With the more highly diverged 85%- and 82%-identical substrates (52 and 64 total mismatches, respectively), there was an approximately 80-fold increase in recombination rates in the MMR strains relative to the MMR+ strains. If one compares these rates to those obtained with the 100% control substrates, however, the 200-fold decrease in recombination rates observed in the MMR+ strains was not eliminated in the MMR strains. Even in the MMR strains this level of divergence reduced recombination rates approximately 10-fold. The trend observed with the 85%- and 82%-identical substrates was even more striking with the 74% substrates. When compared with the 100% control substrates, the recombination rate between the 74% substrates was reduced 4000-fold in MMR-competent cells. Although elimination of the MMR system improved recombination between the 74% substrates, the rate was still approximately 200-fold lower than that observed with the 100% control substrates.

DISCUSSION

An intron-based, inverted repeat assay was used to examine recombination between identical substrates and between substrates containing variable numbers of mismatches (Fig. 2). All substrates were derived from cβ cDNAs and were approximately 350 bp long. The substrate length was held constant to insure that recombination rates were affected only by the mismatches present. Because detection of recombination requires inversion of the region between the repeats (Fig. 1), this system only identifies reciprocal exchange events; simple gene conversions cannot be detected. To assess the role of the mismatch repair machinery in regulating recombination between nonidentical sequences, recombination rates were determined in both wild-type and MMR-defective (msh2Δmsh3Δ) strains. Table 1 presents the recombination rates for each substrate pair and these data are summarized in Table 2.

Table 2.

Summary of recombination rates

Identity MMR+ rate, ×10−8 MMR rate, ×10−8 MMR/MMR+ MMR/MMR+ normalized to 100%
100% 110 (1×) 270  (1×) 2.7 1.0
99.7% (1 mm) 27 (4.1× ↓) 340  (1.3× ↑) 13 4.8
99% (3-4 mm) 12 (9.2× ↓) 310  (1.1× ↑) 26 9.6
91–94% 2.2 (50× ↓) 180  (1.5× ↓) 82 34
82–85% 0.33 (330× ↓) 27  (10× ↓) 82 30
74% 0.024 (4600× ↓) 1.3  (210× ↓) 54 20

For each homology level, the rates shown were obtained by averaging the rates observed with each substrate at that level (see Table 1). The number in parentheses following each rate represents the fold increase (↑) or decrease (↓) relative to the rate obtained with the 100% substrates in the same MMR+ or MMR background. 

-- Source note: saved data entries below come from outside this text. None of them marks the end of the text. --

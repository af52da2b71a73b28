//! Chain-specific constants and error definitions.

use thiserror::Error;

/// Transaction format version written at the head of a start transaction.
pub const START_TX_VERSION: u32 = 5;

/// Record type byte identifying a node start.
pub const START_TX_TYPE: u8 = 2;

/// Prefix hashed in front of every signed message.
pub const MESSAGE_MAGIC: &[u8] = b"\x18Zelcash Signed Message:\n";

/// Length of a compact recoverable signature.
pub const COMPACT_SIGNATURE_LEN: usize = 65;

/// Errors from the binary codec.
#[derive(Debug, Clone, Error, PartialEq, Eq)]
pub enum CodecError {
    /// Input ended before the value was complete.
    #[error("unexpected end of input: needed {needed} bytes at offset {offset}")]
    Truncated { offset: usize, needed: usize },

    /// Input was not valid hex.
    #[error("invalid hex: {0}")]
    Hex(String),

    /// Trailing bytes after the last field.
    #[error("{0} trailing bytes after signature")]
    TrailingBytes(usize),

    /// A field had the wrong size.
    #[error("{field} must be {expected} bytes, got {actual}")]
    FieldLength {
        field: &'static str,
        expected: usize,
        actual: usize,
    },
}

/// Errors decoding or using secret keys.
#[derive(Debug, Error, PartialEq, Eq)]
pub enum KeyError {
    /// WIF text failed base58check decoding or had the wrong length.
    #[error("invalid key encoding: {0}")]
    InvalidKeyEncoding(String),

    /// The 32 bytes are not a valid secp256k1 scalar.
    #[error("invalid secret key: {0}")]
    InvalidSecret(String),
}

/// Errors produced while building or checking a signed start transaction.
#[derive(Debug, Error)]
pub enum SigningError {
    #[error(transparent)]
    Key(#[from] KeyError),

    #[error(transparent)]
    Codec(#[from] CodecError),

    /// Signature bytes could not be interpreted.
    #[error("malformed signature: {0}")]
    MalformedSignature(String),
}

#[cfg(test)]
mod tests {
    use super::*;

    #[test]
    fn test_magic_prefix_carries_its_length() {
        assert_eq!(MESSAGE_MAGIC[0] as usize, MESSAGE_MAGIC.len() - 1);
    }

    #[test]
    fn test_error_display() {
        let err = CodecError::Truncated { offset: 4, needed: 2 };
        assert_eq!(err.to_string(), "unexpected end of input: needed 2 bytes at offset 4");

        let err = KeyError::InvalidKeyEncoding("bad checksum".into());
        assert!(err.to_string().contains("bad checksum"));
    }
}
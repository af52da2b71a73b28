//! API key authentication for `/api` routes.
//!
//! A key is read from `X-API-Key`, or from `Authorization` with an optional
//! `Bearer ` prefix. Whitelisted caller IPs skip the check.

use std::collections::HashSet;
use std::net::{IpAddr, SocketAddr};
use std::sync::Arc;

use axum::{
    body::Body,
    extract::{ConnectInfo, State},
    http::{header::AUTHORIZATION, HeaderMap, Request, StatusCode},
    middleware::Next,
    response::{IntoResponse, Response},
    Json,
};
use serde_json::json;
use subtle::ConstantTimeEq;

use crate::config::AuthConfig;
use crate::observability::logging::AUDIT_TARGET;
use crate::observability::metrics;

const X_API_KEY: &str = "x-api-key";

/// Why a caller was refused.
#[derive(Debug, Clone, Copy, PartialEq, Eq)]
pub enum AuthRejection {
    MissingKey,
    InvalidKey,
}

impl AuthRejection {
    fn message(&self) -> &'static str {
        match self {
            AuthRejection::MissingKey => "API key required. Please provide X-API-Key header.",
            AuthRejection::InvalidKey => "Invalid API key",
        }
    }
}

/// Configured keys and whitelist.
#[derive(Debug)]
pub struct ApiKeyAuth {
    keys: Vec<(String, String)>,
    whitelist: HashSet<IpAddr>,
}

impl ApiKeyAuth {
    /// `None` when authentication is disabled.
    pub fn from_config(config: &AuthConfig) -> Option<Self> {
        if !config.enabled {
            return None;
        }
        Some(Self {
            keys: config
                .api_keys
                .iter()
                .map(|(name, key)| (name.clone(), key.trim().to_string()))
                .collect(),
            whitelist: config.whitelisted_ips.iter().copied().collect(),
        })
    }

    /// Name of the matching key, or `"whitelisted"` for whitelisted callers.
    pub fn authorize(&self, headers: &HeaderMap, ip: IpAddr) -> Result<&str, AuthRejection> {
        if self.whitelist.contains(&ip) {
            return Ok("whitelisted");
        }

        let presented = presented_key(headers).ok_or(AuthRejection::MissingKey)?;
        // Constant time: every key is compared.
        let mut matched = None;
        for (name, key) in &self.keys {
            if bool::from(presented.as_bytes().ct_eq(key.as_bytes())) {
                matched = Some(name.as_str());
            }
        }
        matched.ok_or(AuthRejection::InvalidKey)
    }
}

fn presented_key(headers: &HeaderMap) -> Option<&str> {
    let raw = headers
        .get(X_API_KEY)
        .or_else(|| headers.get(AUTHORIZATION))
        .and_then(|value| value.to_str().ok())?;
    let key = raw.strip_prefix("Bearer ").unwrap_or(raw).trim();
    (!key.is_empty()).then_some(key)
}

/// Middleware that refuses unauthenticated callers with 401.
pub async fn api_key_middleware(
    State(auth): State<Arc<ApiKeyAuth>>,
    ConnectInfo(addr): ConnectInfo<SocketAddr>,
    request: Request<Body>,
    next: Next,
) -> Response {
    match auth.authorize(request.headers(), addr.ip()) {
        Ok(key_name) => {
            tracing::debug!(key = key_name, caller_ip = %addr.ip(), path = %request.uri().path(), "API key accepted");
            next.run(request).await
        }
        Err(rejection) => {
            tracing::warn!(
                target: AUDIT_TARGET,
                caller_ip = %addr.ip(),
                path = %request.uri().path(),
                reason = ?rejection,
                "API key rejected"
            );
            metrics::record_refused_request("unauthorized");
            (
                StatusCode::UNAUTHORIZED,
                Json(json!({ "status": "error", "error": rejection.message() })),
            )
                .into_response()
        }
    }
}
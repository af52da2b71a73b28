//! Configuration loading from disk.

use std::fs;
use std::path::Path;

use crate::config::schema::StarterConfig;
use crate::config::validation::{validate_config, ValidationError};

/// Error type for configuration loading.
#[derive(Debug)]
pub enum ConfigError {
    Io(std::io::Error),
    Parse(toml::de::Error),
    Validation(Vec<ValidationError>),
}

impl std::fmt::Display for ConfigError {
    fn fmt(&self, f: &mut std::fmt::Formatter<'_>) -> std::fmt::Result {
        match self {
            ConfigError::Io(e) => write!(f, "IO error: {}", e),
            ConfigError::Parse(e) => write!(f, "Parse error: {}", e),
            ConfigError::Validation(errors) => {
                write!(f, "Validation failed: ")?;
                for (i, err) in errors.iter().enumerate() {
                    if i > 0 {
                        write!(f, ", ")?;
                    }
                    write!(f, "{}", err)?;
                }
                Ok(())
            }
        }
    }
}

impl std::error::Error for ConfigError {}

/// Parse and validate configuration text.
pub fn parse_config(content: &str) -> Result<StarterConfig, ConfigError> {
    let config: StarterConfig = toml::from_str(content).map_err(ConfigError::Parse)?;
    validate_config(&config).map_err(ConfigError::Validation)?;
    Ok(config)
}

/// Load and validate configuration from a TOML file.
pub fn load_config(path: &Path) -> Result<StarterConfig, ConfigError> {
    let content = fs::read_to_string(path).map_err(ConfigError::Io)?;
    parse_config(&content)
}
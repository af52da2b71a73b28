//! Resilient client behavior against a mock upstream.

mod common;

use std::sync::atomic::{AtomicUsize, Ordering};
use std::sync::Arc;
use std::time::Duration;

use serde_json::json;

use fluxnode_starter::config::{CacheConfig, CircuitBreakerConfig, HttpClientConfig};
use fluxnode_starter::resilience::{
    CacheMode, CircuitBreakerRegistry, CircuitState, ResilientClient, ResponseCache,
};

use common::start_programmable_upstream;

fn client(max_retries: u32, threshold: u32) -> ResilientClient {
    let http = HttpClientConfig {
        request_timeout_ms: 2_000,
        max_retries,
        retry_base_delay_ms: 10,
        retry_jitter_ms: 0,
    };
    let cache = Arc::new(ResponseCache::new(&CacheConfig {
        sweep_probability: 0.0,
        ..CacheConfig::default()
    }));
    let breakers = Arc::new(CircuitBreakerRegistry::new(&CircuitBreakerConfig {
        failure_threshold: threshold,
        reset_timeout_ms: 60_000,
    }));
    ResilientClient::new(&http, cache, breakers).unwrap()
}

#[tokio::test]
async fn test_retries_server_errors_with_growing_backoff() {
    let hits = Arc::new(AtomicUsize::new(0));
    let counter = hits.clone();
    let upstream = start_programmable_upstream(move |_| {
        let n = counter.fetch_add(1, Ordering::SeqCst);
        async move {
            if n < 3 {
                (503, r#"{"error":"busy"}"#.to_string())
            } else {
                (200, r#"{"status":"success"}"#.to_string())
            }
        }
    })
    .await;

    let client = client(4, 10);
    let url = format!("{}/daemon/ping", upstream.url());
    let response = client.get("daemon", &url, CacheMode::Bypass).await.unwrap();

    assert_eq!(response.status, 200);
    assert_eq!(response.payload, json!({"status": "success"}));
    assert_eq!(response.attempts, 4);
    assert_eq!(
        response.backoff_delays,
        vec![
            Duration::from_millis(10),
            Duration::from_millis(20),
            Duration::from_millis(40)
        ]
    );
    assert!(response.backoff_delays.windows(2).all(|w| w[1] >= w[0]));
    assert_eq!(upstream.calls(), 4);
}

#[tokio::test]
async fn test_not_found_is_attempted_once() {
    let upstream =
        start_programmable_upstream(|_| async { (404, r#"{"error":"nope"}"#.to_string()) }).await;

    let client = client(5, 10);
    let url = format!("{}/api/tx/missing", upstream.url());
    let err = client.get("explorer", &url, CacheMode::Bypass).await.unwrap_err();

    assert_eq!(err.status(), Some(404));
    assert_eq!(err.attempts(), 1);
    assert!(!err.is_network_error());
    assert_eq!(upstream.calls(), 1);
    assert_eq!(
        client.breakers().get("explorer").state(),
        CircuitState::Closed
    );
}

#[tokio::test]
async fn test_exhausted_retries_report_attempts() {
    let upstream =
        start_programmable_upstream(|_| async { (500, "oops".to_string()) }).await;

    let client = client(3, 10);
    let url = format!("{}/daemon/x", upstream.url());
    let err = client.get("daemon", &url, CacheMode::Bypass).await.unwrap_err();

    assert_eq!(err.status(), Some(500));
    assert_eq!(err.attempts(), 3);
    assert_eq!(upstream.calls(), 3);
}

#[tokio::test]
async fn test_open_circuit_fails_without_io() {
    let upstream =
        start_programmable_upstream(|_| async { (503, "down".to_string()) }).await;

    let client = client(1, 2);
    let url = format!("{}/daemon/x", upstream.url());
    for _ in 0..2 {
        let err = client.get("daemon", &url, CacheMode::Bypass).await.unwrap_err();
        assert!(!err.is_circuit_open());
    }
    assert_eq!(upstream.calls(), 2);

    let err = client.get("daemon", &url, CacheMode::Bypass).await.unwrap_err();
    assert!(err.is_circuit_open());
    assert_eq!(err.attempts(), 0);
    assert_eq!(upstream.calls(), 2);

    // Other targets are unaffected.
    let other = client.get("explorer", &url, CacheMode::Bypass).await.unwrap_err();
    assert!(!other.is_circuit_open());
}

#[tokio::test]
async fn test_get_served_from_cache() {
    let upstream = start_programmable_upstream(|path| async move {
        (200, json!({ "path": path }).to_string())
    })
    .await;

    let client = client(3, 10);
    let url = format!("{}/api/tx/abc", upstream.url());

    let first = client.get("explorer", &url, CacheMode::ReadThrough).await.unwrap();
    assert!(!first.from_cache);
    let second = client.get("explorer", &url, CacheMode::ReadThrough).await.unwrap();
    assert!(second.from_cache);
    assert_eq!(second.attempts, 0);
    assert_eq!(second.payload, first.payload);
    assert_eq!(upstream.calls(), 1);

    let bypass = client.get("explorer", &url, CacheMode::Bypass).await.unwrap();
    assert!(!bypass.from_cache);
    assert_eq!(upstream.calls(), 2);
}

#[tokio::test]
async fn test_failed_responses_not_cached() {
    let hits = Arc::new(AtomicUsize::new(0));
    let counter = hits.clone();
    let upstream = start_programmable_upstream(move |_| {
        let n = counter.fetch_add(1, Ordering::SeqCst);
        async move {
            if n == 0 {
                (404, "{}".to_string())
            } else {
                (200, r#"{"ok":true}"#.to_string())
            }
        }
    })
    .await;

    let client = client(1, 10);
    let url = format!("{}/api/tx/later", upstream.url());
    assert!(client.get("explorer", &url, CacheMode::ReadThrough).await.is_err());
    let ok = client.get("explorer", &url, CacheMode::ReadThrough).await.unwrap();
    assert!(!ok.from_cache);
    assert_eq!(client.cache().len(), 1);
}

#[tokio::test]
async fn test_post_sends_json_body() {
    let upstream =
        start_programmable_upstream(|_| async { (200, r#"{"accepted":true}"#.to_string()) }).await;

    let client = client(1, 10);
    let url = format!("{}/hook", upstream.url());
    let response = client
        .post("webhook", &url, &json!({"content": "hi"}))
        .await
        .unwrap();
    assert_eq!(response.payload["accepted"], true);
    assert!(client.cache().is_empty());
}

#[tokio::test]
async fn test_connection_refused_is_network_error() {
    let listener = std::net::TcpListener::bind("127.0.0.1:0").unwrap();
    let addr = listener.local_addr().unwrap();
    drop(listener);

    let client = client(2, 10);
    let url = format!("http://{}/x", addr);
    let err = client.get("daemon", &url, CacheMode::Bypass).await.unwrap_err();
    assert!(err.is_network_error());
    assert_eq!(err.status(), None);
    assert_eq!(err.attempts(), 2);
}
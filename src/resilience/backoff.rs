//! Exponential backoff with jitter.

use rand::Rng;
use std::time::Duration;

/// Delay without jitter before the retry that follows failed attempt `attempt` (0-based).
pub fn base_backoff(attempt: u32, base_ms: u64) -> Duration {
    let exponential_base = 2u64.saturating_pow(attempt);
    Duration::from_millis(base_ms.saturating_mul(exponential_base))
}

/// Calculate exponential backoff delay with jitter.
///
/// `base_ms * 2^attempt` plus a uniform jitter in `[0, jitter_ms]`.
pub fn calculate_backoff(attempt: u32, base_ms: u64, jitter_ms: u64) -> Duration {
    let jitter = if jitter_ms > 0 {
        rand::thread_rng().gen_range(0..=jitter_ms)
    } else {
        0
    };

    base_backoff(attempt, base_ms) + Duration::from_millis(jitter)
}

Recombination rates between five different pairs of identical (100%) substrates were examined and these rates served as controls for subsequent experiments involving mismatched substrates. In MMR-competent strains, the rates varied from 0.7 × 10−6 for the cβ6/cβ6 substrates to 1.7 × 10−6 for the cβ7a/cβ7a substrates. The slight but statistically significant (see legend to Table 1) variation in rate with substrates of the same size indicates that the actual sequence of bases may have subtle effects on recombination. Such subtleties could have their origins in either preferred sites for recombination-initiating lesions or preferred sites for resolving recombination intermediates. Sequence preference for resolution has indeed been observed in the cleavage of Holliday junctions in vitro by the bacterial RuvC protein (41). With each of the five 100% substrates analyzed, the recombination rate in the MMR-defective strain was elevated relative to that in the MMR+ strain; the average increase was 2.7-fold. Although the MMR machinery would not be expected to inhibit recombination between identical sequences, we suggest that the MMR system may be detecting either intrastrand secondary structure or unpaired regions resulting from branch migration of Holliday junctions into the nonhomologous regions that flank the recombination substrates. Regardless of the molecular basis of the increased recombination in MMR strains seen here, it is important to account for this increase when assessing the effects of mismatches on recombination rates. It should be noted that the inhibitory effect of MMR proteins on recombination seen in this study is in contrast to the small stimulatory role reported elsewhere (42); the conflicting results may reflect differences in the assay systems used.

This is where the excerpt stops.